>>>

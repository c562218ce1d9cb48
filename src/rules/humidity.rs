use crate::recommendation::{Category, Priority, Recommendation};
use crate::rules::{AuditAnalysis, Rule};

const GAP_THRESHOLD: f64 = 10.0;
const GAP_HIGH: f64 = 15.0;
const GAP_MEDIUM: f64 = 8.0;

// Portable unit sizing and running-cost model.
const UNIT_CAPACITY_PINTS: f64 = 50.0;
const KWH_PER_PINT: f64 = 0.30;
// Fraction of conventional running cost an efficient unit avoids.
const EFFICIENT_UNIT_ADVANTAGE: f64 = 0.30;
const UNIT_COST: f64 = 280.0;

pub struct MoistureControl;
impl Rule for MoistureControl {
    fn id(&self) -> &'static str {
        "humidity/moisture-control"
    }
    fn category(&self) -> Category {
        Category::Humidity
    }
    fn evaluate(&self, analysis: &AuditAnalysis) -> Vec<Recommendation> {
        let readings = match analysis.audit.current_conditions.humidity.as_ref() {
            Some(h) => h,
            None => return vec![],
        };
        let (current, target) = match (readings.current, readings.target) {
            (Some(c), Some(t)) => (c, t),
            _ => return vec![],
        };
        let gap = current - target;
        if gap.abs() <= GAP_THRESHOLD {
            return vec![];
        }

        // Utilization scales with how far off target the home sits.
        let utilization = (gap.abs() / 25.0).min(1.0);
        let baseline_kwh = UNIT_CAPACITY_PINTS * KWH_PER_PINT * 365.0 * utilization;
        let savings = baseline_kwh * EFFICIENT_UNIT_ADVANTAGE * analysis.rates.electricity_kwh;

        // Priority comes from the gap magnitude, not the category default.
        let priority = if gap.abs() > GAP_HIGH {
            Priority::High
        } else if gap.abs() > GAP_MEDIUM {
            Priority::Medium
        } else {
            Priority::Low
        };

        let (title, verb) = if gap > 0.0 {
            ("Install an efficient dehumidifier", "above")
        } else {
            ("Install an efficient humidifier", "below")
        };
        let description = format!(
            "Indoor humidity is {:.0}% — {:.0} points {} the {:.0}% target. An Energy Star unit sized around {:.0} pints/day keeps moisture in range at roughly {:.0}% lower running cost.",
            current,
            gap.abs(),
            verb,
            target,
            UNIT_CAPACITY_PINTS,
            EFFICIENT_UNIT_ADVANTAGE * 100.0
        );

        vec![Recommendation::new(
            self.id(),
            self.category(),
            priority,
            title,
            description,
            savings,
            UNIT_COST,
        )]
    }
}
use clap::{Parser, ValueEnum};
use std::path::PathBuf;
use std::process;

use energy_doctor::reporter::{cli::CliReporter, json::JsonReporter, score_only, Reporter};

#[derive(Parser)]
#[command(
    name = "energy-doctor",
    version,
    about = "Score home energy-audit surveys and recommend upgrades"
)]
struct Cli {
    /// Audit JSON file, or a directory of audit files (defaults to current directory)
    #[arg(default_value = ".")]
    path: PathBuf,

    /// Output format
    #[arg(long, value_enum, default_value = "cli")]
    format: OutputFormat,

    /// Only output the efficiency score (0-100)
    #[arg(long)]
    score: bool,

    /// Product catalog JSON (overrides the configured catalog)
    #[arg(long)]
    catalog: Option<PathBuf>,

    /// Exit non-zero when any audit scores below this value (overrides config)
    #[arg(long)]
    fail_below: Option<u32>,

    /// Show verbose output with descriptions and skipped components
    #[arg(long, short)]
    verbose: bool,
}

#[derive(Clone, Copy, ValueEnum)]
enum OutputFormat {
    Cli,
    Json,
}

fn main() {
    let cli = Cli::parse();

    let result = match energy_doctor::engine::run(&cli.path, cli.catalog.as_deref()) {
        Ok(result) => result,
        Err(e) => {
            eprintln!("Error: {e}");
            process::exit(1);
        }
    };

    let fail_below = cli.fail_below.unwrap_or(result.fail_below);
    let mut failed = false;

    for report in &result.reports {
        if cli.score {
            print!("{}", score_only(&report.score));
        } else {
            let reporter: Box<dyn Reporter> = match cli.format {
                OutputFormat::Cli => Box::new(CliReporter),
                OutputFormat::Json => Box::new(JsonReporter),
            };
            print!("{}", reporter.format(report, cli.verbose));
        }
        if report.score.value < fail_below {
            failed = true;
        }
    }

    if result.audits_analyzed == 0 {
        eprintln!("Error: no audits could be analyzed");
        process::exit(1);
    }
    if failed {
        process::exit(1);
    }
}
use serde::Serialize;

/// Heating/cooling degree-day totals for a period. When no measured data is
/// available these are estimated from the climate zone, flagged `estimated`.
#[derive(Debug, Clone, Copy, Serialize)]
pub struct DegreeDays {
    pub heating: f64,
    pub cooling: f64,
    pub days: u32,
    pub estimated: bool,
}

/// Daily (HDD, CDD) estimates per climate zone 1 (hot/tropical) through
/// 5 (cold).
const ZONE_DAILY: [(f64, f64); 5] = [
    (0.5, 8.0),
    (2.0, 5.0),
    (5.0, 3.0),
    (8.0, 1.0),
    (12.0, 0.5),
];

/// Generic estimate when the climate zone is unknown.
const GENERIC_DAILY: (f64, f64) = (5.0, 3.0);

impl DegreeDays {
    pub fn estimate_for_zone(zone: Option<u8>, days: u32) -> Self {
        let (hdd, cdd) = zone
            .filter(|z| (1..=5).contains(z))
            .map(|z| ZONE_DAILY[(z - 1) as usize])
            .unwrap_or(GENERIC_DAILY);
        DegreeDays {
            heating: hdd * days as f64,
            cooling: cdd * days as f64,
            days,
            estimated: true,
        }
    }

    pub fn annual_for_zone(zone: Option<u8>) -> Self {
        Self::estimate_for_zone(zone, 365)
    }
}

// Industry rule-of-thumb consumption factors, BTU per ft^2 per degree day.
pub const HEATING_BTU_PER_SQFT_DD: f64 = 1.5;
pub const COOLING_BTU_PER_SQFT_DD: f64 = 2.0;
pub const BTU_PER_KWH: f64 = 3412.0;
pub const BTU_PER_THERM: f64 = 100_000.0;

/// Efficiency assumed when the survey gave none or a non-positive value.
pub const DEFAULT_SYSTEM_EFFICIENCY: f64 = 0.8;

/// Efficiency gain modeled for an upgraded system, capped at 95%.
pub const UPGRADE_EFFICIENCY_GAIN: f64 = 0.2;
pub const MAX_SYSTEM_EFFICIENCY: f64 = 0.95;

#[derive(Debug, Clone, Copy, Serialize)]
pub struct HvacImpact {
    pub heating_kwh: f64,
    pub cooling_kwh: f64,
    pub total_kwh: f64,
    pub annual_cost: f64,
    /// Dollars per year saved by upgrading to `UPGRADE_EFFICIENCY_GAIN`
    /// better efficiency.
    pub potential_savings: f64,
    /// Savings relative to a rough $1.5/ft^2 upgrade cost.
    pub upgrade_roi: f64,
}

/// Weather-driven HVAC consumption estimate for a building of the given size
/// and system efficiency (0-1 fraction).
pub fn estimate_hvac_impact(
    degree_days: &DegreeDays,
    system_efficiency: f64,
    square_footage: f64,
    electricity_rate: f64,
) -> HvacImpact {
    let efficiency = if system_efficiency > 0.0 {
        system_efficiency.min(MAX_SYSTEM_EFFICIENCY)
    } else {
        DEFAULT_SYSTEM_EFFICIENCY
    };

    let heating_btu = degree_days.heating * square_footage * HEATING_BTU_PER_SQFT_DD;
    let cooling_btu = degree_days.cooling * square_footage * COOLING_BTU_PER_SQFT_DD;

    let heating_kwh = heating_btu / BTU_PER_KWH / efficiency;
    let cooling_kwh = cooling_btu / BTU_PER_KWH / efficiency;
    let total_kwh = heating_kwh + cooling_kwh;

    let improved = (efficiency + UPGRADE_EFFICIENCY_GAIN).min(MAX_SYSTEM_EFFICIENCY);
    let improved_kwh = (heating_btu + cooling_btu) / BTU_PER_KWH / improved;
    let potential_savings = (total_kwh - improved_kwh) * electricity_rate;

    let upgrade_cost = square_footage * 1.5;
    let upgrade_roi = if upgrade_cost > 0.0 {
        potential_savings / upgrade_cost
    } else {
        0.0
    };

    HvacImpact {
        heating_kwh,
        cooling_kwh,
        total_kwh,
        annual_cost: total_kwh * electricity_rate,
        potential_savings,
        upgrade_roi,
    }
}
use std::fmt;

use chrono::NaiveDate;
use serde::Serialize;

/// One generated upgrade suggestion, carrying the cost/savings estimates and
/// a lifecycle status. Belongs to exactly one audit.
#[derive(Debug, Clone, PartialEq, Serialize)]
pub struct Recommendation {
    pub rule: String,
    pub category: Category,
    pub priority: Priority,
    pub title: String,
    pub description: String,
    /// Estimated annual savings in dollars.
    pub estimated_savings: f64,
    /// Estimated implementation cost in dollars.
    pub estimated_cost: f64,
    /// Years to recoup the cost; None whenever savings are zero or negative.
    pub payback_years: Option<f64>,
    pub status: Status,
    pub actual_savings: Option<f64>,
    pub implementation_date: Option<NaiveDate>,
}

impl Recommendation {
    pub fn new(
        rule: &str,
        category: Category,
        priority: Priority,
        title: impl Into<String>,
        description: impl Into<String>,
        estimated_savings: f64,
        estimated_cost: f64,
    ) -> Self {
        Recommendation {
            rule: rule.to_string(),
            category,
            priority,
            title: title.into(),
            description: description.into(),
            estimated_savings,
            estimated_cost,
            payback_years: payback_period(estimated_cost, estimated_savings),
            status: Status::Pending,
            actual_savings: None,
            implementation_date: None,
        }
    }

    /// Pending -> InProgress.
    pub fn start(&mut self) -> Result<(), TransitionError> {
        match self.status {
            Status::Pending => {
                self.status = Status::InProgress;
                Ok(())
            }
            from => Err(TransitionError {
                from,
                to: Status::InProgress,
            }),
        }
    }

    /// InProgress -> Implemented. Actual savings and the implementation date
    /// are only ever set here; reverting out of Implemented is not modeled.
    pub fn implement(
        &mut self,
        actual_savings: Option<f64>,
        date: NaiveDate,
    ) -> Result<(), TransitionError> {
        match self.status {
            Status::InProgress => {
                self.status = Status::Implemented;
                self.actual_savings = actual_savings;
                self.implementation_date = Some(date);
                Ok(())
            }
            from => Err(TransitionError {
                from,
                to: Status::Implemented,
            }),
        }
    }
}

/// cost / savings in years, undefined for non-positive savings.
pub fn payback_period(cost: f64, savings: f64) -> Option<f64> {
    if savings > 0.0 {
        Some(cost / savings)
    } else {
        None
    }
}

#[derive(Debug, Clone, Copy, PartialEq, Eq, Hash, Serialize)]
pub enum Category {
    Insulation,
    Windows,
    Hvac,
    Lighting,
    Humidity,
    Renewable,
    Appliances,
    SmartHome,
}

impl Category {
    /// Key used for product-catalog category matching.
    pub fn product_key(&self) -> &'static str {
        match self {
            Category::Insulation => "insulation",
            Category::Windows => "windows",
            Category::Hvac => "hvac",
            Category::Lighting => "lighting",
            Category::Humidity => "humidity",
            Category::Renewable => "renewable",
            Category::Appliances => "appliances",
            Category::SmartHome => "smart-home",
        }
    }

    /// Domain severity heuristic, used unless a rule computed its own
    /// priority from the data.
    pub fn default_priority(&self) -> Priority {
        match self {
            Category::Insulation | Category::Hvac | Category::Renewable => Priority::High,
            Category::Windows | Category::Lighting | Category::Appliances => Priority::Medium,
            Category::Humidity | Category::SmartHome => Priority::Low,
        }
    }
}

impl fmt::Display for Category {
    fn fmt(&self, f: &mut fmt::Formatter<'_>) -> fmt::Result {
        match self {
            Category::Insulation => write!(f, "Insulation"),
            Category::Windows => write!(f, "Windows"),
            Category::Hvac => write!(f, "HVAC"),
            Category::Lighting => write!(f, "Lighting"),
            Category::Humidity => write!(f, "Humidity"),
            Category::Renewable => write!(f, "Renewable"),
            Category::Appliances => write!(f, "Appliances"),
            Category::SmartHome => write!(f, "Smart Home"),
        }
    }
}

#[derive(Debug, Clone, Copy, PartialEq, Eq, Serialize)]
#[serde(rename_all = "lowercase")]
pub enum Priority {
    High,
    Medium,
    Low,
}

impl Priority {
    /// Sort key: high priorities first.
    pub fn rank(&self) -> u8 {
        match self {
            Priority::High => 0,
            Priority::Medium => 1,
            Priority::Low => 2,
        }
    }
}

impl fmt::Display for Priority {
    fn fmt(&self, f: &mut fmt::Formatter<'_>) -> fmt::Result {
        match self {
            Priority::High => write!(f, "high"),
            Priority::Medium => write!(f, "medium"),
            Priority::Low => write!(f, "low"),
        }
    }
}

#[derive(Debug, Clone, Copy, PartialEq, Eq, Serialize)]
#[serde(rename_all = "snake_case")]
pub enum Status {
    Pending,
    InProgress,
    Implemented,
}

impl fmt::Display for Status {
    fn fmt(&self, f: &mut fmt::Formatter<'_>) -> fmt::Result {
        match self {
            Status::Pending => write!(f, "pending"),
            Status::InProgress => write!(f, "in_progress"),
            Status::Implemented => write!(f, "implemented"),
        }
    }
}

#[derive(Debug, Clone, Copy, PartialEq, Eq)]
pub struct TransitionError {
    pub from: Status,
    pub to: Status,
}

impl fmt::Display for TransitionError {
    fn fmt(&self, f: &mut fmt::Formatter<'_>) -> fmt::Result {
        write!(f, "invalid status transition {} -> {}", self.from, self.to)
    }
}

impl std::error::Error for TransitionError {}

<<<

[Work to complete] Retype, exactly and in full, the lines above from the one containing "let heating_btu = degree_days.heating" through the one containing "cost/savings estimates and".

[Task solution]
    let heating_btu = degree_days.heating * square_footage * HEATING_BTU_PER_SQFT_DD;
    let cooling_btu = degree_days.cooling * square_footage * COOLING_BTU_PER_SQFT_DD;

    let heating_kwh = heating_btu / BTU_PER_KWH / efficiency;
    let cooling_kwh = cooling_btu / BTU_PER_KWH / efficiency;
    let total_kwh = heating_kwh + cooling_kwh;

    let improved = (efficiency + UPGRADE_EFFICIENCY_GAIN).min(MAX_SYSTEM_EFFICIENCY);
    let improved_kwh = (heating_btu + cooling_btu) / BTU_PER_KWH / improved;
    let potential_savings = (total_kwh - improved_kwh) * electricity_rate;

    let upgrade_cost = square_footage * 1.5;
    let upgrade_roi = if upgrade_cost > 0.0 {
        potential_savings / upgrade_cost
    } else {
        0.0
    };

    HvacImpact {
        heating_kwh,
        cooling_kwh,
        total_kwh,
        annual_cost: total_kwh * electricity_rate,
        potential_savings,
        upgrade_roi,
    }
}
use std::fmt;

use chrono::NaiveDate;
use serde::Serialize;

/// One generated upgrade suggestion, carrying the cost/savings estimates and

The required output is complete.